Isolation and cultivation of ECL cells
Mucosal cells from the stomachs of fed female Sprague-Dawley rats (total of 53 preparations; n = 5 rats/experiment; 180–200 g BW; Charles River, Sulzfeld, Germany) were isolated by pronase E digestion (1.3 mg/ml) using the everted sac technique (described in detail in Refs. 4 and 5). The resulting mucosal cell preparation was fractionated by counterflow elutriation using the JE 6B rotor (Beckman Instruments, Glenrothes, UK) run in a J2–21M/E Beckman centrifuge. The original methods (4) and modifications (5) were described previously. Briefly, 10⁸ mucosal cells were loaded into a standard chamber at a flow rate of 16 ml/min and a rotor velocity of 2300 rpm. Small cells (diameter, <10 µm) were collected at 2000 rpm and a flow rate of 22–23 ml/min.
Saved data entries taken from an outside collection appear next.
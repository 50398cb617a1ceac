//! Agent configuration and SSH algorithm profiles.
//!
//! [`AgentConfig`] is loaded from YAML:
//!
//! ```yaml
//! options:
//!   credentials: /etc/notch/credentials.yaml
//!   max_workers: 64
//!   max_sessions: 512
//!   session_maint_period: 10
//!   security: legacy_compatible
//! devices:
//!   - name: ar1.mel
//!     device_type: cisco
//!     addresses: [10.0.0.1]
//! device_types:
//!   juniper:
//!     idle_timeout: 600
//!     long_response_timeout: 300
//! ```
//!
//! The algorithm lists at the bottom of this module back the
//! [`SecurityLevel`](crate::driver::security::SecurityLevel) profiles.

use std::collections::HashMap;
use std::path::{Path, PathBuf};
use std::time::Duration;

use russh::keys::{Algorithm, EcdsaCurve, HashAlg};
use russh::{cipher, compression, kex, mac};
use serde::Deserialize;

use crate::device::{DeviceDescriptor, DeviceType};
use crate::driver::security::SecurityLevel;
use crate::error::ConfigError;

/// Sessions idle longer than this are closed by the sweeper.
pub const DEFAULT_IDLE_TIMEOUT: Duration = Duration::from_secs(1800);
pub const DEFAULT_CONNECT_TIMEOUT: Duration = Duration::from_secs(30);
/// Time allowed for a device to start answering a command.
pub const DEFAULT_SHORT_RESPONSE_TIMEOUT: Duration = Duration::from_secs(4);
/// Time allowed for a command to run to completion.
pub const DEFAULT_LONG_RESPONSE_TIMEOUT: Duration = Duration::from_secs(180);
pub const DEFAULT_DISCONNECT_TIMEOUT: Duration = Duration::from_secs(15);
pub const DEFAULT_SESSION_MAINT_PERIOD: Duration = Duration::from_secs(10);
pub const DEFAULT_MAX_WORKERS: usize = 64;
pub const DEFAULT_MAX_SESSIONS: usize = 512;

/// Timeouts applied by a driver.
#[derive(Debug, Clone, Copy, PartialEq, Eq)]
pub struct Timeouts {
    pub connect: Duration,
    pub short_response: Duration,
    pub long_response: Duration,
    pub disconnect: Duration,
}

impl Default for Timeouts {
    fn default() -> Self {
        Self {
            connect: DEFAULT_CONNECT_TIMEOUT,
            short_response: DEFAULT_SHORT_RESPONSE_TIMEOUT,
            long_response: DEFAULT_LONG_RESPONSE_TIMEOUT,
            disconnect: DEFAULT_DISCONNECT_TIMEOUT,
        }
    }
}

fn secs(value: f64) -> Duration {
    Duration::from_secs_f64(value.max(0.0))
}

/// Top-level agent configuration.
#[derive(Debug, Clone, Default, Deserialize)]
#[serde(default)]
pub struct AgentConfig {
    pub options: Options,
    /// Devices served by the built-in static inventory provider.
    pub devices: Vec<DeviceDescriptor>,
    pub device_types: HashMap<DeviceType, DeviceTypeOptions>,
}

/// Agent-wide options.
#[derive(Debug, Clone, Deserialize)]
#[serde(default)]
pub struct Options {
    /// Path of the credential YAML file.
    pub credentials: Option<PathBuf>,
    /// Upper bound on concurrent device operations.
    pub max_workers: usize,
    /// Upper bound on cached sessions; the least recently used idle
    /// session is closed to make room.
    pub max_sessions: usize,
    /// Idle-sweep period in seconds.
    pub session_maint_period: f64,
    pub security: SecurityLevel,
    /// Verify SSH host keys against the user's known_hosts file.
    pub host_key_check: bool,
}

impl Default for Options {
    fn default() -> Self {
        Self {
            credentials: None,
            max_workers: DEFAULT_MAX_WORKERS,
            max_sessions: DEFAULT_MAX_SESSIONS,
            session_maint_period: DEFAULT_SESSION_MAINT_PERIOD.as_secs_f64(),
            security: SecurityLevel::LegacyCompatible,
            host_key_check: false,
        }
    }
}

/// Per-device-type overrides, all durations in seconds.
#[derive(Debug, Clone, Default, Deserialize)]
#[serde(default)]
pub struct DeviceTypeOptions {
    pub idle_timeout: Option<f64>,
    pub connect_timeout: Option<f64>,
    pub short_response_timeout: Option<f64>,
    pub long_response_timeout: Option<f64>,
    pub disconnect_timeout: Option<f64>,
    /// Enter privileged mode right after login when an enable password is known.
    pub auto_enable: Option<bool>,
    /// Port override for every address of this device type.
    pub port: Option<u16>,
}

impl AgentConfig {
    pub fn from_yaml_str(source: &str) -> Result<Self, ConfigError> {
        let config: Option<AgentConfig> = serde_yaml::from_str(source)?;
        Ok(config.unwrap_or_default())
    }

    pub fn from_file(path: impl AsRef<Path>) -> Result<Self, ConfigError> {
        let path = path.as_ref();
        let source = std::fs::read_to_string(path).map_err(|source| ConfigError::Io {
            path: path.display().to_string(),
            source,
        })?;
        Self::from_yaml_str(&source)
    }

    fn type_options(&self, device_type: DeviceType) -> Option<&DeviceTypeOptions> {
        self.device_types.get(&device_type)
    }

    pub fn timeouts_for(&self, device_type: DeviceType) -> Timeouts {
        let defaults = Timeouts::default();
        let Some(opts) = self.type_options(device_type) else {
            return defaults;
        };
        Timeouts {
            connect: opts.connect_timeout.map(secs).unwrap_or(defaults.connect),
            short_response: opts
                .short_response_timeout
                .map(secs)
                .unwrap_or(defaults.short_response),
            long_response: opts
                .long_response_timeout
                .map(secs)
                .unwrap_or(defaults.long_response),
            disconnect: opts
                .disconnect_timeout
                .map(secs)
                .unwrap_or(defaults.disconnect),
        }
    }

    pub fn idle_timeout_for(&self, device_type: DeviceType) -> Duration {
        self.type_options(device_type)
            .and_then(|opts| opts.idle_timeout)
            .map(secs)
            .unwrap_or(DEFAULT_IDLE_TIMEOUT)
    }

    pub fn auto_enable_for(&self, device_type: DeviceType) -> Option<bool> {
        self.type_options(device_type).and_then(|opts| opts.auto_enable)
    }

    pub fn port_for(&self, device_type: DeviceType) -> Option<u16> {
        self.type_options(device_type).and_then(|opts| opts.port)
    }

    pub fn session_maint_period(&self) -> Duration {
        secs(self.options.session_maint_period)
    }

    /// Sets the idle threshold for a device type.
    pub fn with_idle_timeout(mut self, device_type: DeviceType, idle: Duration) -> Self {
        self.device_types.entry(device_type).or_default().idle_timeout = Some(idle.as_secs_f64());
        self
    }
}

/// Key exchange algorithms without known weaknesses.
pub const SECURE_KEX_ORDER: &[kex::Name] = &[
    kex::CURVE25519,
    kex::CURVE25519_PRE_RFC_8731,
    kex::ECDH_SHA2_NISTP256,
    kex::ECDH_SHA2_NISTP384,
    kex::ECDH_SHA2_NISTP521,
    kex::DH_G16_SHA512,
    kex::DH_G14_SHA256,
];

pub const BALANCED_KEX_ORDER: &[kex::Name] = &[
    kex::CURVE25519,
    kex::CURVE25519_PRE_RFC_8731,
    kex::ECDH_SHA2_NISTP256,
    kex::ECDH_SHA2_NISTP384,
    kex::ECDH_SHA2_NISTP521,
    kex::DH_GEX_SHA256,
    kex::DH_G16_SHA512,
    kex::DH_G14_SHA256,
    kex::DH_G14_SHA1,
];

/// Everything russh can negotiate, including SHA-1 groups older IOS needs.
pub const LEGACY_KEX_ORDER: &[kex::Name] = &[
    kex::CURVE25519,
    kex::CURVE25519_PRE_RFC_8731,
    kex::DH_GEX_SHA1,
    kex::DH_GEX_SHA256,
    kex::DH_G1_SHA1,
    kex::DH_G14_SHA1,
    kex::DH_G14_SHA256,
    kex::DH_G15_SHA512,
    kex::DH_G16_SHA512,
    kex::DH_G17_SHA512,
    kex::DH_G18_SHA512,
    kex::ECDH_SHA2_NISTP256,
    kex::ECDH_SHA2_NISTP384,
    kex::ECDH_SHA2_NISTP521,
    kex::NONE,
];

pub const SECURE_CIPHERS: &[cipher::Name] = &[
    cipher::CHACHA20_POLY1305,
    cipher::AES_256_GCM,
    cipher::AES_256_CTR,
    cipher::AES_192_CTR,
    cipher::AES_128_CTR,
];

pub const BALANCED_CIPHERS: &[cipher::Name] = &[
    cipher::CHACHA20_POLY1305,
    cipher::AES_256_GCM,
    cipher::AES_256_CTR,
    cipher::AES_192_CTR,
    cipher::AES_128_CTR,
    cipher::AES_256_CBC,
    cipher::AES_128_CBC,
];

pub const LEGACY_CIPHERS: &[cipher::Name] = &[
    cipher::AES_128_CTR,
    cipher::AES_192_CTR,
    cipher::AES_256_CTR,
    cipher::AES_256_GCM,
    cipher::CHACHA20_POLY1305,
    cipher::AES_128_CBC,
    cipher::AES_192_CBC,
    cipher::AES_256_CBC,
    cipher::CLEAR,
    cipher::NONE,
];

pub const SECURE_MAC_ALGORITHMS: &[mac::Name] = &[
    mac::HMAC_SHA512_ETM,
    mac::HMAC_SHA256_ETM,
    mac::HMAC_SHA512,
    mac::HMAC_SHA256,
];

pub const BALANCED_MAC_ALGORITHMS: &[mac::Name] = &[
    mac::HMAC_SHA512_ETM,
    mac::HMAC_SHA256_ETM,
    mac::HMAC_SHA512,
    mac::HMAC_SHA256,
    mac::HMAC_SHA1_ETM,
    mac::HMAC_SHA1,
];

pub const LEGACY_MAC_ALGORITHMS: &[mac::Name] = &[
    mac::HMAC_SHA256,
    mac::HMAC_SHA512,
    mac::HMAC_SHA1,
    mac::HMAC_SHA256_ETM,
    mac::HMAC_SHA512_ETM,
    mac::HMAC_SHA1_ETM,
    mac::NONE,
];

pub const DEFAULT_COMPRESSION_ALGORITHMS: &[compression::Name] = &[
    compression::NONE,
    compression::ZLIB,
    compression::ZLIB_LEGACY,
];

pub const SECURE_KEY_TYPES: &[Algorithm] = &[
    Algorithm::Ed25519,
    Algorithm::Ecdsa {
        curve: EcdsaCurve::NistP256,
    },
    Algorithm::Ecdsa {
        curve: EcdsaCurve::NistP384,
    },
    Algorithm::Ecdsa {
        curve: EcdsaCurve::NistP521,
    },
    Algorithm::Rsa {
        hash: Some(HashAlg::Sha512),
    },
    Algorithm::Rsa {
        hash: Some(HashAlg::Sha256),
    },
];

pub const BALANCED_KEY_TYPES: &[Algorithm] = &[
    Algorithm::Ed25519,
    Algorithm::Ecdsa {
        curve: EcdsaCurve::NistP256,
    },
    Algorithm::Ecdsa {
        curve: EcdsaCurve::NistP384,
    },
    Algorithm::Ecdsa {
        curve: EcdsaCurve::NistP521,
    },
    Algorithm::Rsa {
        hash: Some(HashAlg::Sha512),
    },
    Algorithm::Rsa {
        hash: Some(HashAlg::Sha256),
    },
    Algorithm::Rsa { hash: None },
];

/// Includes ssh-rsa (SHA-1) and DSA host keys still found on old gear.
pub const LEGACY_KEY_TYPES: &[Algorithm] = &[
    Algorithm::Ed25519,
    Algorithm::Ecdsa {
        curve: EcdsaCurve::NistP256,
    },
    Algorithm::Ecdsa {
        curve: EcdsaCurve::NistP384,
    },
    Algorithm::Ecdsa {
        curve: EcdsaCurve::NistP521,
    },
    Algorithm::Rsa {
        hash: Some(HashAlg::Sha512),
    },
    Algorithm::Rsa {
        hash: Some(HashAlg::Sha256),
    },
    Algorithm::Rsa { hash: None },
    Algorithm::Dsa,
];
For further purification, 7 ml of this cell fraction were overlaid above two different layers of Nycodenz [supplemented with 1.2 mM MgCl₂, 10 mM HEPES (pH 7.4) and 10 mg/ml BSA] diluted 1:1 or 1:2 with 140 mM NaCl, 1.2 mM MgSO₄, 1 mM CaCl₂, 11 mM D-glucose, 0.5 mM dithiothreitol, 10 mg/ml BSA, and 10 mM HEPES, pH 7.4. After centrifugation for 8 min at 210 x g, the cells were collected from the interface between the top and second layers of the density gradient. The fraction contained more than 95% ECL cells determined by acridine orange uptake and immunostaining for histidine decarboxylase (HDC). Cell viability (trypan blue exclusion) exceeded 95%. The average cell yield from 5 rats in 60 experiments was 3.5 x 10⁵ ECL cells.

Immunohistochemistry of rat gastric mucosa
Rat stomach was fixed by immersion in 4% (wt/vol) paraformaldehyde in PBS, pH 7.4, for 2 days at 4 C, subsequently washed for 12 h in PBS, pH 7.4, supplemented with 6.8% (wt/vol) sucrose and embedded in paraffin. Sections were deparaffinized, rehydrated, incubated for 30 min with 10% methanol and 0.3% H₂O₂ in PBS, and heated in 10 mM citrate (pH 6) three times for 5 min each time in a microwave oven. Then the sections were washed with PBS, incubated with 10% (vol/vol) goat serum in PBS for 30 min, and incubated overnight at 4 C with anti-HDC (1:1000) in 2% (vol/vol) goat serum in PBS. After washing with PBS, the slides were incubated with biotinylated antirabbit secondary antibodies [1:500 in 2% (vol/vol) goat serum PBS] for 2 h at room temperature. After washing with PBS, avidin-labeled peroxidase (Vectastain, Vector Laboratories, Burlingame, CA) and detection by diaminobenzidene were employed.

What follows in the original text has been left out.